Findings suggestive of CTS include nerve swelling, increased signal intensity, and palmar bowing of the flexor retinaculum (PBFR). Usually preferred by patients over NCS, but very expensive.

Investigations - Management

Nerve conduction studies

Should be performed before surgery not only to confirm the diagnosis but to predict the outcomes. Patients with severe carpal tunnel syndrome (CTS) may have less benefit with surgery, but serial NCS showing improvement following non-surgical measures may provide reassurance and encouragement.

Magnetic resonance imaging (MRI)

Useful to predict surgical outcomes by measuring the length of the portion of the median nerve displaying an abnormal signal. Can be used following failed carpal tunnel surgery or to guide treatment when space-occupying lesions are suspected.

Management - Supportive

Reduce exposure

This includes avoiding or minimizing the use of vibrating tools, or objects requiring a prolonged, tight grip, for at least one month. Strategies include alternating task assignment, an increased number of breaks or taking sick leave.

Conservative therapies

May be offered to patients with mild or moderate carpal tunnel syndrome (CTS). Options include splinting, corticosteroid therapy, non-steroidal anti-inflammatory drugs (NSAIDs) physical therapy, yoga, vitamins B6 and B12 administration and therapeutic ultrasonography.

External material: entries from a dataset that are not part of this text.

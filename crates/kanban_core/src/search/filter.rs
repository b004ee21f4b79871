//! Render projection of a board with optional task filtering.
//!
//! # Responsibility
//! - Resolve column order and task ids into ready-to-render rows.
//! - Apply case-insensitive substring search over title and description.
//!
//! # Invariants
//! - Column order and per-column task order follow the board exactly.
//! - Filtering hides tasks; it never hides columns.

use crate::model::board::Board;
use crate::model::column::ColumnId;
use crate::model::task::Task;

/// One column as rendered.
#[derive(Debug, Clone, PartialEq, Eq)]
pub struct ColumnView {
    pub id: ColumnId,
    pub title: String,
    pub tasks: Vec<Task>,
}

/// Whole board as rendered.
#[derive(Debug, Clone, PartialEq, Eq, Default)]
pub struct BoardView {
    pub columns: Vec<ColumnView>,
}

impl BoardView {
    /// Number of visible tasks across all columns.
    pub fn task_count(&self) -> usize {
        self.columns.iter().map(|column| column.tasks.len()).sum()
    }
}

/// Builds a view of `board`, keeping only tasks matching `search_term`.
///
/// A blank term keeps every task.
pub fn build_view(board: &Board, search_term: &str) -> BoardView {
    let needle = search_term.trim().to_lowercase();
    let columns = board
        .ordered_columns()
        .map(|column| ColumnView {
            id: column.id.clone(),
            title: column.title.clone(),
            tasks: board
                .column_tasks(column)
                .filter(|task| needle.is_empty() || task_matches(task, &needle))
                .cloned()
                .collect(),
        })
        .collect();
    BoardView { columns }
}

fn task_matches(task: &Task, needle: &str) -> bool {
    task.title.to_lowercase().contains(needle) || task.description.to_lowercase().contains(needle)
}
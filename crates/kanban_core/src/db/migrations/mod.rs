//! SQLite migration registry and executor.
//!
//! # Invariants
//! - `version` values must remain monotonic.
//! - Applied migration version is mirrored to `PRAGMA user_version`.

use crate::db::{DbError, DbResult};
use rusqlite::Connection;

#[derive(Debug, Clone, Copy)]
struct Migration {
    version: u32,
    sql: &'static str,
}

const MIGRATIONS: &[Migration] = &[Migration {
    version: 1,
    sql: include_str!("0001_init.sql"),
}];

/// Returns the latest migration version known by this binary.
pub fn latest_version() -> u32 {
    MIGRATIONS.last().map_or(0, |migration| migration.version)
}

/// Applies all pending migrations on the provided connection in one transaction.
pub fn apply_migrations(conn: &mut Connection) -> DbResult<()> {
    let current_version = current_user_version(conn)?;
    let latest = latest_version();

    if current_version > latest {
        return Err(DbError::UnsupportedSchemaVersion {
            db_version: current_version,
            latest_supported: latest,
        });
    }
    if current_version == latest {
        return Ok(());
    }

    let tx = conn.transaction()?;
    for migration in MIGRATIONS
        .iter()
        .filter(|migration| migration.version > current_version)
    {
        tx.execute_batch(migration.sql)?;
        tx.execute_batch(&format!("PRAGMA user_version = {};", migration.version))?;
    }
    tx.commit()?;

    Ok(())
}

/// Rejects connections that skipped [`apply_migrations`].
pub fn ensure_migrated(conn: &Connection) -> DbResult<()> {
    let actual_version = current_user_version(conn)?;
    let expected_version = latest_version();
    if actual_version != expected_version {
        return Err(DbError::UninitializedConnection {
            expected_version,
            actual_version,
        });
    }
    Ok(())
}

fn current_user_version(conn: &Connection) -> DbResult<u32> {
    let version = conn.query_row("PRAGMA user_version;", [], |row| row.get::<_, u32>(0))?;
    Ok(version)
}
//! Key-value blob storage contracts and implementations.
//!
//! # Responsibility
//! - Persist opaque string blobs under fixed keys.
//! - Keep SQL details inside the storage boundary.
//!
//! # Invariants
//! - `set` replaces any previous value under the same key.
//! - `get` on an unknown key is `Ok(None)`, never an error.

use crate::db::migrations::ensure_migrated;
use crate::db::DbError;
use rusqlite::{params, Connection, OptionalExtension};
use std::collections::HashMap;
use std::error::Error;
use std::fmt::{Display, Formatter};

pub type KvResult<T> = Result<T, KvError>;

/// Key-value storage failure.
#[derive(Debug)]
pub enum KvError {
    Db(DbError),
}

impl Display for KvError {
    fn fmt(&self, f: &mut Formatter<'_>) -> std::fmt::Result {
        match self {
            Self::Db(err) => write!(f, "{err}"),
        }
    }
}

impl Error for KvError {
    fn source(&self) -> Option<&(dyn Error + 'static)> {
        match self {
            Self::Db(err) => Some(err),
        }
    }
}

impl From<DbError> for KvError {
    fn from(value: DbError) -> Self {
        Self::Db(value)
    }
}

impl From<rusqlite::Error> for KvError {
    fn from(value: rusqlite::Error) -> Self {
        Self::Db(DbError::Sqlite(value))
    }
}

/// Opaque blob store addressed by string keys.
pub trait KeyValueStore {
    fn get(&self, key: &str) -> KvResult<Option<String>>;
    fn set(&mut self, key: &str, value: &str) -> KvResult<()>;
    fn remove(&mut self, key: &str) -> KvResult<()>;
}

/// SQLite-backed key-value store owning its connection.
pub struct SqliteKeyValueStore {
    conn: Connection,
}

impl SqliteKeyValueStore {
    /// Wraps a connection returned by `open_db`/`open_db_in_memory`.
    ///
    /// # Errors
    /// - `DbError::UninitializedConnection` when migrations were not applied.
    pub fn try_new(conn: Connection) -> KvResult<Self> {
        ensure_migrated(&conn)?;
        Ok(Self { conn })
    }

    /// Borrows the underlying connection for diagnostics.
    pub fn connection(&self) -> &Connection {
        &self.conn
    }
}

impl KeyValueStore for SqliteKeyValueStore {
    fn get(&self, key: &str) -> KvResult<Option<String>> {
        let value = self
            .conn
            .query_row(
                "SELECT value FROM kv_entries WHERE key = ?1;",
                [key],
                |row| row.get::<_, String>(0),
            )
            .optional()?;
        Ok(value)
    }

    fn set(&mut self, key: &str, value: &str) -> KvResult<()> {
        self.conn.execute(
            "INSERT INTO kv_entries (key, value, updated_at)
             VALUES (?1, ?2, (strftime('%s', 'now') * 1000))
             ON CONFLICT(key) DO UPDATE SET
                value = excluded.value,
                updated_at = excluded.updated_at;",
            params![key, value],
        )?;
        Ok(())
    }

    fn remove(&mut self, key: &str) -> KvResult<()> {
        self.conn
            .execute("DELETE FROM kv_entries WHERE key = ?1;", [key])?;
        Ok(())
    }
}

/// Process-local store for tests and ephemeral boards.
#[derive(Debug, Clone, Default)]
pub struct MemoryKeyValueStore {
    entries: HashMap<String, String>,
}

impl MemoryKeyValueStore {
    pub fn new() -> Self {
        Self::default()
    }
}

impl KeyValueStore for MemoryKeyValueStore {
    fn get(&self, key: &str) -> KvResult<Option<String>> {
        Ok(self.entries.get(key).cloned())
    }

    fn set(&mut self, key: &str, value: &str) -> KvResult<()> {
        self.entries.insert(key.to_string(), value.to_string());
        Ok(())
    }

    fn remove(&mut self, key: &str) -> KvResult<()> {
        self.entries.remove(key);
        Ok(())
    }
}
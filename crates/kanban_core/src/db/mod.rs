//! SQLite storage bootstrap and schema migration entry points.
//!
//! # Responsibility
//! - Open and configure SQLite connections backing board persistence.
//! - Apply schema migrations in deterministic order.
//!
//! # Invariants
//! - Migration version is tracked via `PRAGMA user_version`.
//! - Key-value reads/writes happen only after migrations succeed.

use std::error::Error;
use std::fmt::{Display, Formatter};

pub mod migrations;
mod open;

pub use open::{open_db, open_db_in_memory};

pub type DbResult<T> = Result<T, DbError>;

#[derive(Debug)]
pub enum DbError {
    Sqlite(rusqlite::Error),
    UnsupportedSchemaVersion {
        db_version: u32,
        latest_supported: u32,
    },
    /// Connection was not bootstrapped through [`open_db`]/[`open_db_in_memory`].
    UninitializedConnection {
        expected_version: u32,
        actual_version: u32,
    },
}

impl Display for DbError {
    fn fmt(&self, f: &mut Formatter<'_>) -> std::fmt::Result {
        match self {
            Self::Sqlite(err) => write!(f, "{err}"),
            Self::UnsupportedSchemaVersion {
                db_version,
                latest_supported,
            } => write!(
                f,
                "database schema version {db_version} is newer than supported {latest_supported}"
            ),
            Self::UninitializedConnection {
                expected_version,
                actual_version,
            } => write!(
                f,
                "board storage requires schema version {expected_version}, got {actual_version}"
            ),
        }
    }
}

impl Error for DbError {
    fn source(&self) -> Option<&(dyn Error + 'static)> {
        match self {
            Self::Sqlite(err) => Some(err),
            Self::UnsupportedSchemaVersion { .. } | Self::UninitializedConnection { .. } => None,
        }
    }
}

impl From<rusqlite::Error> for DbError {
    fn from(value: rusqlite::Error) -> Self {
        Self::Sqlite(value)
    }
}
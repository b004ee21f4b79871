//! Core logging bootstrap.
//!
//! # Responsibility
//! - Initialize file-based rolling logs exactly once per process.
//! - Emit metadata-only diagnostic events (ids and counts, never task text).
//!
//! # Invariants
//! - Logging init is idempotent for the same level and directory.
//! - Re-initialization with a different level or directory is rejected.
//! - Logging initialization must not panic.

use flexi_logger::{Cleanup, Criterion, FileSpec, Logger, LoggerHandle, Naming, WriteMode};
use log::{error, info};
use once_cell::sync::OnceCell;
use std::error::Error;
use std::fmt::{Display, Formatter};
use std::path::{Path, PathBuf};

const LOG_FILE_BASENAME: &str = "kanban";
const MAX_LOG_FILE_SIZE_BYTES: u64 = 5 * 1024 * 1024;
const MAX_LOG_FILES: usize = 5;
const MAX_PANIC_PAYLOAD_CHARS: usize = 160;

static LOGGING_STATE: OnceCell<LoggingState> = OnceCell::new();
static PANIC_HOOK_INSTALLED: OnceCell<()> = OnceCell::new();

struct LoggingState {
    level: &'static str,
    log_dir: PathBuf,
    _logger: LoggerHandle,
}

/// Logging bootstrap failure.
#[derive(Debug, Clone, PartialEq, Eq)]
pub enum LoggingError {
    UnsupportedLevel(String),
    EmptyLogDir,
    RelativeLogDir(String),
    CreateLogDir { path: PathBuf, message: String },
    Backend(String),
    /// Already initialized with another level or directory.
    Conflict { active: String, requested: String },
}

impl Display for LoggingError {
    fn fmt(&self, f: &mut Formatter<'_>) -> std::fmt::Result {
        match self {
            Self::UnsupportedLevel(level) => write!(
                f,
                "unsupported log level `{level}`; expected trace|debug|info|warn|error"
            ),
            Self::EmptyLogDir => write!(f, "log_dir cannot be empty"),
            Self::RelativeLogDir(path) => {
                write!(f, "log_dir must be an absolute path, got `{path}`")
            }
            Self::CreateLogDir { path, message } => write!(
                f,
                "failed to create log directory `{}`: {message}",
                path.display()
            ),
            Self::Backend(message) => write!(f, "failed to start logger: {message}"),
            Self::Conflict { active, requested } => write!(
                f,
                "logging already initialized with `{active}`; refusing to switch to `{requested}`"
            ),
        }
    }
}

impl Error for LoggingError {}

/// Initializes core logging with level and absolute directory.
///
/// # Errors
/// - `UnsupportedLevel`, `EmptyLogDir`, `RelativeLogDir` for bad input.
/// - `CreateLogDir` / `Backend` when the file logger cannot start.
/// - `Conflict` when already initialized with different settings.
pub fn init_logging(level: &str, log_dir: &str) -> Result<(), LoggingError> {
    let level = normalize_level(level)?;
    let log_dir = normalize_log_dir(log_dir)?;

    let state = LOGGING_STATE.get_or_try_init(|| start_logger(level, &log_dir))?;
    ensure_same_config(state, level, &log_dir)
}

/// Returns `(level, log_dir)` when logging is active.
pub fn logging_status() -> Option<(&'static str, PathBuf)> {
    LOGGING_STATE
        .get()
        .map(|state| (state.level, state.log_dir.clone()))
}

/// `debug` for debug builds, `info` for release builds.
pub fn default_log_level() -> &'static str {
    if cfg!(debug_assertions) {
        "debug"
    } else {
        "info"
    }
}

fn start_logger(level: &'static str, log_dir: &Path) -> Result<LoggingState, LoggingError> {
    std::fs::create_dir_all(log_dir).map_err(|err| LoggingError::CreateLogDir {
        path: log_dir.to_path_buf(),
        message: err.to_string(),
    })?;

    let logger = Logger::try_with_str(level)
        .map_err(|err| LoggingError::Backend(err.to_string()))?
        .log_to_file(
            FileSpec::default()
                .directory(log_dir)
                .basename(LOG_FILE_BASENAME),
        )
        .rotate(
            Criterion::Size(MAX_LOG_FILE_SIZE_BYTES),
            Naming::Numbers,
            Cleanup::KeepLogFiles(MAX_LOG_FILES),
        )
        .write_mode(WriteMode::BufferAndFlush)
        .append()
        .format_for_files(flexi_logger::detailed_format)
        .start()
        .map_err(|err| LoggingError::Backend(err.to_string()))?;

    install_panic_hook_once();

    info!(
        "event=core_init module=core status=ok platform={} version={} level={} log_dir={}",
        std::env::consts::OS,
        env!("CARGO_PKG_VERSION"),
        level,
        log_dir.display()
    );

    Ok(LoggingState {
        level,
        log_dir: log_dir.to_path_buf(),
        _logger: logger,
    })
}

fn ensure_same_config(
    state: &LoggingState,
    level: &'static str,
    log_dir: &Path,
) -> Result<(), LoggingError> {
    if state.log_dir != log_dir {
        return Err(LoggingError::Conflict {
            active: state.log_dir.display().to_string(),
            requested: log_dir.display().to_string(),
        });
    }
    if state.level != level {
        return Err(LoggingError::Conflict {
            active: state.level.to_string(),
            requested: level.to_string(),
        });
    }
    Ok(())
}

fn normalize_level(level: &str) -> Result<&'static str, LoggingError> {
    match level.trim().to_ascii_lowercase().as_str() {
        "trace" => Ok("trace"),
        "debug" => Ok("debug"),
        "info" => Ok("info"),
        "warn" | "warning" => Ok("warn"),
        "error" => Ok("error"),
        other => Err(LoggingError::UnsupportedLevel(other.to_string())),
    }
}

fn normalize_log_dir(log_dir: &str) -> Result<PathBuf, LoggingError> {
    let trimmed = log_dir.trim();
    if trimmed.is_empty() {
        return Err(LoggingError::EmptyLogDir);
    }
    let path = Path::new(trimmed);
    if !path.is_absolute() {
        return Err(LoggingError::RelativeLogDir(trimmed.to_string()));
    }
    Ok(path.to_path_buf())
}

fn install_panic_hook_once() {
    if PANIC_HOOK_INSTALLED.set(()).is_err() {
        return;
    }

    let previous_hook = std::panic::take_hook();
    std::panic::set_hook(Box::new(move |panic_info| {
        // Payload may carry task titles; cap and flatten it before logging.
        let location = panic_info
            .location()
            .map(|loc| format!("{}:{}", loc.file(), loc.line()))
            .unwrap_or_else(|| "unknown".to_string());
        let payload = if let Some(message) = panic_info.payload().downcast_ref::<&str>() {
            (*message).to_string()
        } else if let Some(message) = panic_info.payload().downcast_ref::<String>() {
            message.clone()
        } else {
            "non-string panic payload".to_string()
        };
        error!(
            "event=panic_captured module=core status=error location={} payload={}",
            location,
            sanitize_message(&payload, MAX_PANIC_PAYLOAD_CHARS)
        );
        previous_hook(panic_info);
    }));
}

fn sanitize_message(value: &str, max_chars: usize) -> String {
    let normalized = value.replace(['\n', '\r'], " ");
    let mut truncated = normalized.chars().take(max_chars).collect::<String>();
    if normalized.chars().count() > max_chars {
        truncated.push_str("...");
    }
    truncated
}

Short-term benefits are usually seen after two to six weeks. Lack of improvement after six weeks warrants consideration of an alternate approach. Other purported therapies involving the use of magnets or chiropractic treatment have failed to show a significant benefit.

Splinting

Immobilizes the wrist joint to prevent extreme flexion and/or extension and reduce carpal tunnel pressure. Initial treatment for mild to moderate CTS. Simple, low cost, well tolerated and easily removable. Particularly useful in cases of CTS due to temporary or medically treatable causes such as pregnancy or hypothyroidism.

Corticosteroid administration

Improves symptoms on a short-term basis by inhibiting inflammation and edema. However, reduced collagen and proteoglycan synthesis may lead to diminished tenocyte function resulting in decreased tendon strength and degeneration. Furthermore, studies have failed to show long-term improvement with this therapy.

Management - Specific

Carpal tunnel release (CTR)

Surgical referral should be made when symptoms are severe, progressive neurological deficit is present, or no improvement is seen after three months of conservative management. More effective than splinting, CTR consists of dividing the transverse carpal ligament (TCL) to relieve pressure on the median nerve. More than 70% of patients have long-term improvement.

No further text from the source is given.